Refus de l’Harmattan et mépris du populaire

Lettre de refus d’édition pour mon livre Couples homosexuels : c’est quoi le problème ? envoyée par les éditions L’Harmattan :
 

 

« Cher Monsieur,
 

Je vous remercie de nous avoir proposé votre manuscrit : ‘Couples homosexuels : c’est quoi le problème ?’
 

Cependant, j’ai le regret de vous informer que notre comité de lecture ne l’a pas retenu pour publication dans notre collection : Questions Contemporaines.
 

Note du comité de lecture : Il s’agit d’un ouvrage de synthèse des débats autour de l’homosexualité. Il est très pertinent (comme les livres précédents de l’auteur), et la présentation en question-réponse fonctionne bien, mais le style de certaines parties relève plus du café du commerce que d’une véritable analyse. Un livre n’est pas une conversation de bistrot. Une réécriture s’impose qui éviterait les fausses intimités et les pseudo familiarités. Contrairement à la vulgat télévisuelle actuelle, le style relâché et faussement « popu » n’apporte rien ni du point de vue de la clarté des débats ni d’ailleurs sans doute de l’attention du public.
Avis défavorable en l’état.
 
Bien cordialement
 

Bruno Péquignot »

 

Voici ma réponse :
 

Merci pour votre réponse, Monsieur Péquignot, même si c’est un refus, et que je le regrette.
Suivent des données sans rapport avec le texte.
//! The pixel space: every LED of the tree, addressed by coordinate.
//!
//! [`PixelSpace`] owns all [`Pixel`]s for the life of the process. Topology
//! is fixed at construction; afterwards only the color buffers change. Shows
//! write the `next` slot through the mutation methods here, then the driver
//! calls [`PixelSpace::push`], which sends exactly the pixels whose `next`
//! differs from `current` and commits them.
//!
//! Iteration is in coordinate order, so every pixel is visited exactly once
//! and in the same order on every run.

use std::collections::BTreeMap;

use arbor_protocol::{ChannelModel, ProtocolError, Transport};
use arbor_types::{Coordinate, Hsv, TreeShape};
use rand::Rng;
use tracing::{debug, warn};

use crate::error::WorldError;
use crate::pixel::Pixel;
use crate::topology::build_topology;

/// Owns every pixel of the tree and runs the diff-and-push cycle.
#[derive(Debug, Clone)]
pub struct PixelSpace {
    shape: TreeShape,
    pixels: BTreeMap<Coordinate, Pixel>,
    /// Coordinates in id order, for uniform random picks.
    by_id: Vec<Coordinate>,
}

impl PixelSpace {
    /// Build the tree described by `shape`. Every pixel starts clean black.
    ///
    /// # Errors
    ///
    /// Returns [`WorldError::Shape`] if the shape is invalid.
    pub fn build(shape: TreeShape) -> Result<Self, WorldError> {
        let pixels = build_topology(&shape)?;
        let mut by_id: Vec<(u32, Coordinate)> =
            pixels.values().map(|p| (p.id(), *p.coordinate())).collect();
        by_id.sort_unstable_by_key(|&(id, _)| id);

        debug!(pixels = pixels.len(), "pixel space ready");
        Ok(Self {
            shape,
            pixels,
            by_id: by_id.into_iter().map(|(_, c)| c).collect(),
        })
    }

    /// The shape this space was built from.
    pub const fn shape(&self) -> &TreeShape {
        &self.shape
    }

    /// Number of pixels.
    pub fn len(&self) -> usize {
        self.pixels.len()
    }

    /// True if the tree has no pixels. Never the case for a valid shape.
    pub fn is_empty(&self) -> bool {
        self.pixels.is_empty()
    }

    /// Whether `coordinate` addresses a pixel.
    pub fn contains(&self, coordinate: &Coordinate) -> bool {
        self.pixels.contains_key(coordinate)
    }

    /// The pixel at `coordinate`.
    pub fn pixel(&self, coordinate: &Coordinate) -> Option<&Pixel> {
        self.pixels.get(coordinate)
    }

    /// The pixel with build id `id`.
    pub fn pixel_by_id(&self, id: u32) -> Option<&Pixel> {
        let index = usize::try_from(id).ok()?;
        self.by_id.get(index).and_then(|c| self.pixels.get(c))
    }

    /// All pixels in coordinate order.
    pub fn pixels(&self) -> impl Iterator<Item = &Pixel> {
        self.pixels.values()
    }

    /// All pixels in coordinate order, mutably.
    pub fn pixels_mut(&mut self) -> impl Iterator<Item = &mut Pixel> {
        self.pixels.values_mut()
    }

    /// All coordinates in order.
    pub fn coordinates(&self) -> impl Iterator<Item = &Coordinate> {
        self.pixels.keys()
    }

    /// Number of pixels the next push would send.
    pub fn dirty_count(&self) -> usize {
        self.pixels.values().filter(|p| p.has_changed()).count()
    }

    /// A uniformly random coordinate.
    pub fn random_coordinate(&self, rng: &mut impl Rng) -> Option<Coordinate> {
        if self.by_id.is_empty() {
            return None;
        }
        let index = rng.random_range(0..self.by_id.len());
        self.by_id.get(index).copied()
    }

    /// Queue `color` at `coordinate`. A miss is logged and ignored.
    pub fn set(&mut self, coordinate: &Coordinate, color: Hsv) {
        match self.pixels.get_mut(coordinate) {
            Some(pixel) => pixel.set_color(color),
            None => warn!(coordinate = %coordinate, "set on unknown pixel ignored"),
        }
    }

    /// Queue `color` at each coordinate.
    pub fn set_many<'a>(&mut self, coordinates: impl IntoIterator<Item = &'a Coordinate>, color: Hsv) {
        for coordinate in coordinates {
            self.set(coordinate, color);
        }
    }

    /// Queue `color` on every pixel.
    pub fn set_all(&mut self, color: Hsv) {
        for pixel in self.pixels.values_mut() {
            pixel.set_color(color);
        }
    }

    /// Queue black at `coordinate`.
    pub fn black(&mut self, coordinate: &Coordinate) {
        self.set(coordinate, Hsv::BLACK);
    }

    /// Queue black on every pixel.
    pub fn black_all(&mut self) {
        for pixel in self.pixels.values_mut() {
            pixel.set_black();
        }
    }

    /// Make every pixel dirty and black, so the next push repaints the
    /// whole tree regardless of what the peripheral currently shows.
    pub fn force_black_all(&mut self) {
        for pixel in self.pixels.values_mut() {
            pixel.force_black();
        }
    }

    /// Queue `color` at a coordinate that must exist.
    ///
    /// # Errors
    ///
    /// Returns [`WorldError::CellNotFound`] if the topology has no such
    /// pixel.
    pub fn paint(&mut self, coordinate: &Coordinate, color: Hsv) -> Result<(), WorldError> {
        let pixel = self
            .pixels
            .get_mut(coordinate)
            .ok_or(WorldError::CellNotFound(*coordinate))?;
        pixel.set_color(color);
        Ok(())
    }

    /// Send every changed pixel to `sink`, commit it, and close the frame.
    ///
    /// Returns the number of pixels sent.
    ///
    /// # Errors
    ///
    /// Returns [`ProtocolError`] if the transport fails. Pixels already
    /// committed stay committed.
    pub fn push<T: Transport>(&mut self, sink: &mut ChannelModel<T>) -> Result<usize, ProtocolError> {
        for pixel in self.pixels.values_mut() {
            if pixel.has_changed() {
                sink.set_cell(pixel.id(), pixel.next_color());
                pixel.commit();
            }
        }
        let sent = sink.go()?;
        debug!(sent, "frame pushed");
        Ok(sent)
    }

    /// Force every pixel black and push the result.
    ///
    /// # Errors
    ///
    /// Returns [`ProtocolError`] if the transport fails.
    pub fn clear<T: Transport>(&mut self, sink: &mut ChannelModel<T>) -> Result<usize, ProtocolError> {
        self.force_black_all();
        self.push(sink)
    }

    /// Tell the peripheral how long to morph into the next frame.
    ///
    /// # Errors
    ///
    /// Returns [`ProtocolError`] if the transport fails.
    pub fn send_delay<T: Transport>(
        &self,
        sink: &mut ChannelModel<T>,
        seconds: f64,
    ) -> Result<(), ProtocolError> {
        sink.send_delay(seconds)
    }

    /// Set the peripheral's global intensity.
    ///
    /// # Errors
    ///
    /// Returns [`ProtocolError`] if the transport fails.
    pub fn send_intensity<T: Transport>(
        &self,
        sink: &mut ChannelModel<T>,
        intensity: u8,
    ) -> Result<(), ProtocolError> {
        sink.send_intensity(intensity)
    }
}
Je trouve votre argument de la forme, ou votre mépris du ‘populaire’ (votre élitisme anti ‘vulgarités démagos’), injuste autant que violent pour ‘le peuple’, justement.
 

Car les arguments et le ton que j’emploie ratissent extrêmement large, en réalité : jeunes, vieux, croyants catholiques et musulmans, athées, familles, célibataires, hommes politiques, ouvriers, femmes, hommes, énormément de personnes homosexuelles, activistes gays et internautes lambda, toute la pègre et cour des miracles LGBT…
 

Dans mon livre, il n’y a pas qu’un seul ton, qu’un seul registre de langue, et qu’un seul avis : j’ose même dire que s’y trouvent tous les avis du Monde entier – et même des Églises – sur l’homosexualité. Des plus courants aux plus secrets. Ce sont beaucoup de vies et de pensées collectives que j’expose, et dont paradoxalement personne ne parle, alors que c’est la pensée commune universelle.
 

Je veux bien entendre que vous qualifiiez mon livre de ‘discussions de comptoir’ ou de ‘café du commerce’… mais uniquement dans la mesure où vous réalisez (ce dont je doute) que ce café a actuellement plus la taille du Stade de France que du petit troquet ‘Chez Ginette’, voire même du plateau d’Hanouna.
 

Et quand bien même mon essai aurait la tenue d’un débat ‘Touche pas à mon poste’, j’en serais très honoré. Car d’une part, c’est un jeu de rôles et théâtral assumé et finalement beaucoup plus convivial, ‘cool/popu’, vivant et parlant, que tous les (mauvais) livres académiques ou sociologiques sur la question de l’homosexualité, et qui ne parlent/rejoignent personne. Et d’autre part, je ne vois pas où serait le problème de la vulgarité bien maîtrisée (d’aucuns trouvent mon style d’écriture et mes arguments trop touffus, ‘religieux’ ou ‘intellos’ ! Il faut savoir !). Je n’ai, en ce qui me concerne, aucun mépris pour les discussions de marché, de cour de lycées, de gare, de plateau télé, de bar, et même de ‘bar à putes’ : c’est là-bas que j’y ai entendu le plus de vérités sur l’Humain et sur Dieu.
 

J’aime le peuple, j’aime les gens – intellos ou petites gens -, j’aime le populaire et la ‘culture poubelle’, et je ne m’en suis jamais caché. Comme tout intellectuel ou artiste homosexuel : le kitsch, le Pop Art, les subcultures sentimentales que tout le monde méprise, et même la familiarité provoc’/démago, c’est notre passion !
 

Voilà. Votre refus est une erreur. Votre mépris du populaire et de mon langage fleuri, regrettable. Je tenais à vous le dire. Triste époque. L’homophobie a encore de très (trop !) longs jours devant elle. Et je ne me victimise même pas en disant cela. C’est juste du constat.
 

Cordialement.
 

Philippe Ariño »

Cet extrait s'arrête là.